Don't we need to differentiate between a sing-around environment versus a concert environment.
If you go to a sing-around, you takes what you get. However if you pay to see a concert, you normally have an expectation that the performer(s) is/are capable of entertaining the audience in one way or another.
In all the concerts I have been to or put on, I cannot remember anybody performing badly. Ok maybe they could have performed better, but hey, we all have good and bad days.
What really bugs me, is when people say that a performer(s) is crap just because they don't like their style. I have seen many performers, some I have liked and some I totally disliked because I didn't like their style of music. That doesn't make them crap. I just don't bother to go and see them again. If somebody asks me what I think about a performer(s) who I don't like, I will readily admit to not liking, but then explain their style of music, so that the person can make their own mind up if they fancy seeing them.
Why oh why do people say that somebody is crap, when clearly they are not.
However, if a performer has the habit of going on stage drunk or on drugs or constantly cancel bookings or letting organisers down, then we are talking about a totally different thing.
I would be very very upset, if I turned up to a concert only to find that the artist(s) are badly under the influence.
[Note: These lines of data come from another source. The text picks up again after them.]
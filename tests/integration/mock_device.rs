//! Scripted device for integration tests.
//!
//! Runs a transport thread against a [`LinkSession`], records the order
//! in which commands reached the "device", and answers each one through
//! a caller-supplied responder.

use pumplink::adapters::doorbell::SignalNotifier;
use pumplink::config::LinkConfig;
use pumplink::error::CommandError;
use pumplink::link::message::{MessagePriority, Prioritized};
use pumplink::link::session::LinkSession;
use std::sync::Arc;
use std::sync::atomic::{AtomicBool, Ordering};
use std::thread::{self, JoinHandle};
use std::time::Duration;

pub type Msg = Prioritized<u32>;
pub type Session = LinkSession<Msg, SignalNotifier>;
pub type Responder = fn(u32) -> Result<u32, CommandError>;

pub fn msg(priority: MessagePriority, body: u32) -> Msg {
    Prioritized::new(priority, body)
}

pub fn new_session() -> Arc<Session> {
    Arc::new(LinkSession::new(&LinkConfig::default(), SignalNotifier::new()).unwrap())
}

/// Replies with ten times the request body.
pub fn times_ten(body: u32) -> Result<u32, CommandError> {
    Ok(body * 10)
}

/// Spin until `n` commands are pending, so tests can order their steps
/// against issuer threads.
pub fn wait_for_pending(session: &Session, n: usize) {
    while session.queue().pending_len() < n {
        thread::yield_now();
    }
}

// ── ScriptedDevice ────────────────────────────────────────────

pub struct ScriptedDevice {
    session: Arc<Session>,
    stop: Arc<AtomicBool>,
    handle: JoinHandle<Vec<u32>>,
}

impl ScriptedDevice {
    pub fn start(session: Arc<Session>, latency: Duration, responder: Responder) -> Self {
        let stop = Arc::new(AtomicBool::new(false));
        let handle = {
            let session = Arc::clone(&session);
            let stop = Arc::clone(&stop);
            thread::spawn(move || {
                let mut seen = Vec::new();
                while !stop.load(Ordering::Acquire) {
                    while let Some(envelope) = session.next_to_send() {
                        let request = *envelope.request();
                        seen.push(request.body);
                        if !latency.is_zero() {
                            thread::sleep(latency);
                        }
                        match responder(request.body) {
                            Ok(body) => session.deliver_response(msg(request.priority, body)),
                            Err(e) => session.deliver_error(e),
                        };
                    }
                    session.notifier().wait();
                }
                seen
            })
        };
        Self {
            session,
            stop,
            handle,
        }
    }

    /// Stop the transport thread and return the bodies it transmitted,
    /// in transmission order.
    pub fn stop(self) -> Vec<u32> {
        self.stop.store(true, Ordering::Release);
        self.session.notifier().ring();
        self.handle.join().expect("device thread panicked")
    }
}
They shouldn't even be on stage. They have a responsibility to their audience. If that is a regular occurrence, organisers should not book them, after all the organiser has a responsibility to their audience as well.

What is disgusting is people publicly pulling other performers apart. That is just not acceptable. Especially as most of these people have a grudge or jealousy or don't like their style. Tell the performer (if they are still alive of course), don't try to ruin their career, just because you don't like them.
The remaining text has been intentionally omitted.